There are people who have been here for a shorter period of time but they are not leaving.”

Basonoko said she felt hard done by the decision to let her go considering not just her two decade experience but also the nature of her recruitment. “He (Mogomotsi) is the one who recruited me from my previous job and I expected some reasonable level of fairness when dealing with my case,” the disgruntled Basonoko said.

She said she had stuck with the company for so many years despite the remuneration not being commensurate with her experience.

Tebogo Mogampane (26) has also been informed of her impending departure. “I have been working here for four years now,” she said. She said ever since the death of the company director, Mordehay Dayan, Motiganz Botswana has been experiencing problems. “Everything just fell apart,” she said.

“We would just come to work and do nothing because there were no more diamonds to cut or polish.”

The two women accuse the HR manager, Mogomotsi, of blacklisting them on other diamond cutting and polishing companies.

“Everywhere we go seeking for employment we are told they have been warned not to hire us,” she said.

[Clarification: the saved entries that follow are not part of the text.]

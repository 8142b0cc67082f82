//! Secret word selection

use crate::error::WordListError;
use rand::seq::SliceRandom;
use shared::{BUILTIN_WORDS, WORD_LENGTH};
use std::path::Path;

/// Supplies the secret word for a new session.
pub trait WordSource: Send {
    fn select_secret_word(&mut self) -> String;
}

/// Uniform random choice from a fixed list of playable words.
#[derive(Debug, Clone)]
pub struct WordList {
    words: Vec<String>,
}

impl WordList {
    /// Keeps only lowercase-able ASCII words of the playable length.
    pub fn new<I, S>(words: I) -> Result<Self, WordListError>
    where
        I: IntoIterator<Item = S>,
        S: AsRef<str>,
    {
        let mut words: Vec<String> = words
            .into_iter()
            .map(|word| word.as_ref().trim().to_ascii_lowercase())
            .filter(|word| is_playable(word))
            .collect();
        words.sort();
        words.dedup();

        if words.is_empty() {
            return Err(WordListError::Empty);
        }
        Ok(Self { words })
    }

    pub fn builtin() -> Self {
        Self {
            words: BUILTIN_WORDS.iter().map(|word| word.to_string()).collect(),
        }
    }

    /// Loads one word per line.
    pub fn from_file(path: impl AsRef<Path>) -> Result<Self, WordListError> {
        let contents = std::fs::read_to_string(path)?;
        Self::new(contents.lines())
    }

    pub fn len(&self) -> usize {
        self.words.len()
    }

    pub fn is_empty(&self) -> bool {
        self.words.is_empty()
    }

    pub fn contains(&self, word: &str) -> bool {
        self.words.iter().any(|w| w == word)
    }
}

impl WordSource for WordList {
    fn select_secret_word(&mut self) -> String {
        self.words
            .choose(&mut rand::thread_rng())
            .cloned()
            .unwrap_or_else(|| BUILTIN_WORDS[0].to_string())
    }
}

fn is_playable(word: &str) -> bool {
    word.len() == WORD_LENGTH && word.bytes().all(|b| b.is_ascii_lowercase())
}
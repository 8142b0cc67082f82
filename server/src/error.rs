//! Error types for the matchmaking core and the network layer

use shared::{ConnectionId, SessionId};
use thiserror::Error;

pub const ALREADY_ACTIVE_MESSAGE: &str = "You are already searching or in an active game.";

/// Failures of the join flow.
#[derive(Debug, Error, Clone, PartialEq, Eq)]
pub enum MatchError {
    /// Requester is already queued or playing. Surfaced to the requester.
    #[error("{}", ALREADY_ACTIVE_MESSAGE)]
    AlreadyActive,
    /// A dequeued candidate was no longer live. Recovered by requeueing.
    #[error("pairing candidate {0} is no longer connected")]
    StaleOpponent(ConnectionId),
    #[error("connection {0} is not registered")]
    UnknownConnection(ConnectionId),
}

/// Guess-outcome events that cannot be applied. All of these are benign:
/// the coordinator logs and drops them.
#[derive(Debug, Error, Clone, PartialEq, Eq)]
pub enum SessionError {
    #[error("connection {0} is not in a session")]
    NoSession(ConnectionId),
    #[error("session {0} does not exist")]
    UnknownSession(SessionId),
    #[error("connection {connection} is not a participant of session {session}")]
    NotAParticipant {
        session: SessionId,
        connection: ConnectionId,
    },
    #[error("session {0} is already finished")]
    SessionAlreadyFinished(SessionId),
    #[error("connection {0} already finished its round")]
    ParticipantAlreadyFinished(ConnectionId),
}

#[derive(Debug, Error)]
pub enum WordListError {
    #[error("failed to read word list: {0}")]
    Io(#[from] std::io::Error),
    #[error("word list contains no usable words")]
    Empty,
}

#[derive(Debug, Error)]
pub enum ServerError {
    #[error("I/O error: {0}")]
    Io(#[from] std::io::Error),
    #[error("WebSocket error: {0}")]
    WebSocket(#[from] tokio_tungstenite::tungstenite::Error),
    #[error("event loop is gone")]
    EventLoopClosed,
}
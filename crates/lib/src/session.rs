//! Browser session: the whole screen state of one user session.
//!
//! Composes the catalog, the selection cache, the filter/sort controls, the search status and
//! the detail view of the selected bill. Every method is synchronous. Methods that need a
//! network round trip return a ticket; the caller performs the request and hands the ticket
//! back with the result. Completions whose ticket no longer matches are dropped.

use crate::catalog::BillCatalog;
use crate::chat::ChatThread;
use crate::gateway::{AnalysisError, ChatContinuation, SearchError};
use crate::model::{Bill, BillAnalysis, ChatMessage, UserVote, DEFAULT_LANGUAGE};
use crate::selection::{AnalysisTicket, SelectionCache};
use crate::view::{self, SortKey, YearFilter};

pub const SEARCH_FAILED_MESSAGE: &str =
    "Failed to fetch bills from the web. Please try a different search term or try again later.";

#[derive(Debug, Clone, PartialEq, Eq)]
enum SearchStatus {
    NotSearched,
    Searching,
    Failed(String),
    Done,
}

/// What the bill list shows. Each empty case has its own trigger.
#[derive(Debug, Clone, PartialEq)]
pub enum ListState<'a> {
    NotSearched,
    Searching,
    SearchFailed(&'a str),
    /// The last search returned zero bills.
    NoResults,
    /// Bills exist but none pass the year filter.
    FilteredOut,
    Bills(Vec<&'a Bill>),
}

#[derive(Debug, Clone, PartialEq, Eq)]
pub struct SearchTicket {
    pub query: String,
    seq: u64,
}

#[derive(Debug, Clone)]
pub struct ChatTicket {
    pub bill_title: String,
    /// Thread including the just-submitted user message.
    pub thread: Vec<ChatMessage>,
    view: u64,
}

#[derive(Debug, Clone, Copy, Default, PartialEq, Eq)]
pub enum DetailTab {
    #[default]
    Overview,
    Viewpoints,
    Impact,
    Debates,
    Media,
    Discussion,
}

impl DetailTab {
    pub const ALL: [DetailTab; 6] = [
        DetailTab::Overview,
        DetailTab::Viewpoints,
        DetailTab::Impact,
        DetailTab::Debates,
        DetailTab::Media,
        DetailTab::Discussion,
    ];

    pub fn label(self) -> &'static str {
        match self {
            DetailTab::Overview => "Overview",
            DetailTab::Viewpoints => "Viewpoints",
            DetailTab::Impact => "Impact",
            DetailTab::Debates => "Debates",
            DetailTab::Media => "Media",
            DetailTab::Discussion => "Discussion",
        }
    }
}

#[derive(Debug, Clone, Copy, Default, PartialEq, Eq)]
pub enum OverviewTab {
    #[default]
    Explanation,
    MindMap,
    Flashcards,
}

impl OverviewTab {
    pub const ALL: [OverviewTab; 3] = [OverviewTab::Explanation, OverviewTab::MindMap, OverviewTab::Flashcards];

    pub fn label(self) -> &'static str {
        match self {
            OverviewTab::Explanation => "Explanation",
            OverviewTab::MindMap => "Mind Map",
            OverviewTab::Flashcards => "Flashcards",
        }
    }
}

/// Per-bill view state, recreated whenever a different bill is selected.
#[derive(Debug, Clone)]
pub struct DetailView {
    pub bill_id: String,
    pub tab: DetailTab,
    pub overview_tab: OverviewTab,
    vote: UserVote,
    chat: ChatThread,
    generation: u64,
}

impl DetailView {
    fn new(bill_id: String, generation: u64) -> Self {
        Self {
            bill_id,
            tab: DetailTab::default(),
            overview_tab: OverviewTab::default(),
            vote: UserVote::None,
            chat: ChatThread::new(),
            generation,
        }
    }

    pub fn vote(&self) -> UserVote {
        self.vote
    }

    pub fn chat(&self) -> &ChatThread {
        &self.chat
    }
}

#[derive(Debug, Clone)]
pub struct BrowserSession {
    catalog: BillCatalog,
    selection: SelectionCache,
    year: YearFilter,
    sort: SortKey,
    search: SearchStatus,
    search_seq: u64,
    detail: Option<DetailView>,
    detail_seq: u64,
    language: String,
}

impl Default for BrowserSession {
    fn default() -> Self {
        Self::new(DEFAULT_LANGUAGE)
    }
}
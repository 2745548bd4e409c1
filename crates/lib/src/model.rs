//! Domain types: bills, their AI analysis, votes, and discussion messages.
//!
//! Everything here is plain data. Values reach these types only through the gateway's
//! validation boundary or through the state modules; nothing is persisted.

use serde::{Deserialize, Serialize};
use std::fmt;

/// Legislative status of a bill as reported by search.
#[derive(Debug, Clone, Copy, PartialEq, Eq, Serialize, Deserialize)]
pub enum BillStatus {
    Passed,
    InProcess,
    Appealed,
    Announced,
}

impl BillStatus {
    /// Parse the loose labels the generation service emits ("In Process", "passed", ...).
    pub fn from_label(label: &str) -> Option<Self> {
        let normalized: String = label
            .chars()
            .filter(|c| !c.is_whitespace() && *c != '_' && *c != '-')
            .collect::<String>()
            .to_ascii_lowercase();
        match normalized.as_str() {
            "passed" => Some(Self::Passed),
            "inprocess" => Some(Self::InProcess),
            "appealed" => Some(Self::Appealed),
            "announced" => Some(Self::Announced),
            _ => None,
        }
    }

    pub fn label(self) -> &'static str {
        match self {
            Self::Passed => "Passed",
            Self::InProcess => "In Process",
            Self::Appealed => "Appealed",
            Self::Announced => "Announced",
        }
    }
}

impl fmt::Display for BillStatus {
    fn fmt(&self, f: &mut fmt::Formatter<'_>) -> fmt::Result {
        f.write_str(self.label())
    }
}

/// Displayed for/against tally. Never negative.
#[derive(Debug, Clone, Copy, Default, PartialEq, Eq, Serialize, Deserialize)]
pub struct VoteCount {
    #[serde(rename = "for")]
    pub for_votes: u64,
    pub against: u64,
}

#[derive(Debug, Clone, PartialEq, Eq, Serialize, Deserialize)]
#[serde(rename_all = "camelCase")]
pub struct Bill {
    pub id: String,
    pub title: String,
    pub summary: String,
    pub category: String,
    pub status: BillStatus,
    /// Free text, e.g. "Introduced on Aug 3, 2023". Not a structured date.
    pub date: String,
    pub vote_count: VoteCount,
}

/// A user's per-detail-view choice. `None` means no vote cast.
#[derive(Debug, Clone, Copy, Default, PartialEq, Eq, Serialize, Deserialize)]
#[serde(rename_all = "lowercase")]
pub enum UserVote {
    #[default]
    None,
    For,
    Against,
    Abstain,
}

impl UserVote {
    /// Choice after clicking `clicked`: clicking the current choice retracts it.
    pub fn toggled(self, clicked: UserVote) -> UserVote {
        if self == clicked {
            UserVote::None
        } else {
            clicked
        }
    }
}

#[derive(Debug, Clone, PartialEq, Eq, Serialize, Deserialize)]
pub struct Viewpoints {
    pub pro: String,
    pub con: String,
    pub neutral: String,
}

/// Impact on one sector; both scores lie in [-100, 100].
#[derive(Debug, Clone, PartialEq, Serialize, Deserialize)]
#[serde(rename_all = "camelCase")]
pub struct ImpactPoint {
    pub name: String,
    pub if_passed: f64,
    pub if_not_passed: f64,
}

#[derive(Debug, Clone, PartialEq, Eq, Serialize, Deserialize)]
pub struct DebateSegment {
    pub speaker: String,
    pub party: String,
    pub statement: String,
}

#[derive(Debug, Clone, Copy, PartialEq, Eq, Serialize, Deserialize)]
pub enum MediaKind {
    Video,
    Audio,
    News,
}

impl MediaKind {
    pub fn from_label(label: &str) -> Option<Self> {
        match label.trim().to_ascii_lowercase().as_str() {
            "video" => Some(Self::Video),
            "audio" => Some(Self::Audio),
            "news" => Some(Self::News),
            _ => None,
        }
    }
}

impl fmt::Display for MediaKind {
    fn fmt(&self, f: &mut fmt::Formatter<'_>) -> fmt::Result {
        let s = match self {
            Self::Video => "Video",
            Self::Audio => "Audio",
            Self::News => "News",
        };
        f.write_str(s)
    }
}

#[derive(Debug, Clone, PartialEq, Eq, Serialize, Deserialize)]
pub struct MediaItem {
    pub kind: MediaKind,
    pub title: String,
    pub description: String,
    /// Only ever set for `MediaKind::News`.
    #[serde(default, skip_serializing_if = "Option::is_none")]
    pub uri: Option<String>,
}

#[derive(Debug, Clone, PartialEq, Eq, Serialize, Deserialize)]
pub struct Flashcard {
    pub question: String,
    pub answer: String,
}

#[derive(Debug, Clone, PartialEq, Eq, Serialize, Deserialize)]
pub struct MindMapBranch {
    pub title: String,
    pub children: Vec<String>,
}

#[derive(Debug, Clone, PartialEq, Eq, Serialize, Deserialize)]
#[serde(rename_all = "camelCase")]
pub struct MindMap {
    pub central_topic: String,
    pub branches: Vec<MindMapBranch>,
}

/// AI-generated explanatory bundle for one bill.
#[derive(Debug, Clone, PartialEq, Serialize, Deserialize)]
#[serde(rename_all = "camelCase")]
pub struct BillAnalysis {
    pub explanation: String,
    pub viewpoints: Viewpoints,
    pub impact: Vec<ImpactPoint>,
    pub debate: Vec<DebateSegment>,
    pub media: Vec<MediaItem>,
    pub flashcards: Vec<Flashcard>,
    pub mind_map: MindMap,
}

#[derive(Debug, Clone, Copy, PartialEq, Eq, Serialize, Deserialize)]
#[serde(rename_all = "lowercase")]
pub enum Author {
    User,
    Ai,
}

/// One entry in a discussion thread. Ids are unique within a thread.
#[derive(Debug, Clone, PartialEq, Eq, Serialize, Deserialize)]
pub struct ChatMessage {
    pub id: u64,
    pub author: Author,
    pub name: String,
    pub text: String,
}

impl ChatMessage {
    pub fn ai(id: u64, name: impl Into<String>, text: impl Into<String>) -> Self {
        Self {
            id,
            author: Author::Ai,
            name: name.into(),
            text: text.into(),
        }
    }

    pub fn user(id: u64, text: impl Into<String>) -> Self {
        Self {
            id,
            author: Author::User,
            name: USER_DISPLAY_NAME.to_string(),
            text: text.into(),
        }
    }
}

/// Display name of the local participant.
pub const USER_DISPLAY_NAME: &str = "You";

/// Author of the apology message appended when a discussion turn cannot be generated.
pub const ADMIN_DISPLAY_NAME: &str = "Admin";

/// Simulated forum participants the generation service may speak as.
pub const PARTICIPANT_ROSTER: &[&str] = &[
    "Priya K.",
    "Rohan S.",
    "Anjali M.",
    "Vikram C.",
    "Sameer P.",
    "Neha G.",
];

/// Languages offered for analysis output.
pub const LANGUAGES: &[&str] = &[
    "Assamese", "Bengali", "Bodo", "Dogri", "English", "Gujarati", "Hindi", "Kannada",
    "Kashmiri", "Konkani", "Maithili", "Malayalam", "Manipuri", "Marathi", "Nepali", "Odia",
    "Punjabi", "Sanskrit", "Santali", "Sindhi", "Tamil", "Telugu", "Urdu",
];

pub const DEFAULT_LANGUAGE: &str = "English";

#[cfg(test)]
mod tests {
    use super::*;

    #[test]
    fn status_labels_are_loose() {
        assert_eq!(BillStatus::from_label("In Process"), Some(BillStatus::InProcess));
        assert_eq!(BillStatus::from_label("in-process"), Some(BillStatus::InProcess));
        assert_eq!(BillStatus::from_label("PASSED"), Some(BillStatus::Passed));
        assert_eq!(BillStatus::from_label("vetoed"), None);
    }

    #[test]
    fn clicking_the_same_vote_retracts_it() {
        assert_eq!(UserVote::For.toggled(UserVote::For), UserVote::None);
        assert_eq!(UserVote::For.toggled(UserVote::Against), UserVote::Against);
        assert_eq!(UserVote::None.toggled(UserVote::Abstain), UserVote::Abstain);
    }

    #[test]
    fn vote_count_serializes_with_for_key() {
        let json = serde_json::to_value(VoteCount { for_votes: 3, against: 1 }).unwrap();
        assert_eq!(json, serde_json::json!({ "for": 3, "against": 1 }));
    }
}
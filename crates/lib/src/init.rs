//! Initialize the configuration directory: create ~/.civic and a default config file.

use anyhow::{Context, Result};
use std::path::{Path, PathBuf};

/// Create the config directory and default config if they do not exist.
/// Returns the config directory. An existing config file is left untouched.
pub fn init_config_dir(config_path: &Path) -> Result<PathBuf> {
    let config_dir = config_path
        .parent()
        .filter(|p| !p.as_os_str().is_empty())
        .unwrap_or_else(|| Path::new("."));
    std::fs::create_dir_all(config_dir)
        .with_context(|| format!("creating config directory {}", config_dir.display()))?;

    if !config_path.exists() {
        std::fs::write(config_path, b"{}")
            .with_context(|| format!("writing default config to {}", config_path.display()))?;
        log::info!("created default config at {}", config_path.display());
    } else {
        log::debug!("config already exists at {}, skipping", config_path.display());
    }

    Ok(config_dir.to_path_buf())
}

#[cfg(test)]
mod tests {
    use super::*;

    #[test]
    fn creates_directory_and_keeps_existing_file() {
        let dir = std::env::temp_dir().join(format!("civic-init-test-{}", uuid::Uuid::new_v4()));
        let path = dir.join("nested").join("config.json");
        let created = init_config_dir(&path).unwrap();
        assert_eq!(created, dir.join("nested"));
        assert_eq!(std::fs::read_to_string(&path).unwrap(), "{}");

        std::fs::write(&path, br#"{"ui":{"language":"Hindi"}}"#).unwrap();
        init_config_dir(&path).unwrap();
        assert!(std::fs::read_to_string(&path).unwrap().contains("Hindi"));
    }
}
//! Civic Desktop: application entry.

mod app;
mod speech;

use eframe::egui;

fn main() -> eframe::Result<()> {
    let options = eframe::NativeOptions {
        viewport: egui::ViewportBuilder::default()
            .with_inner_size([1280.0, 820.0])
            .with_min_inner_size([900.0, 600.0]),
        ..Default::default()
    };
    eframe::run_native(
        "Civic",
        options,
        Box::new(|cc| Box::new(app::CivicApp::new(cc))),
    )
}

Motiganz Botswana has in the past made news when some of their staff members accused management for ill-treatment, sexual abuse and unfair dismissals.

The late Director, Dayan, and Mogomotsi, were also arrested by the Criminal Investigation Department (CID) and detained overnight at Broadhurst Police Station. The trio, including a BPC employee, were charged with stealing power from a BPC source. Dayan, an Israeli national, has since died.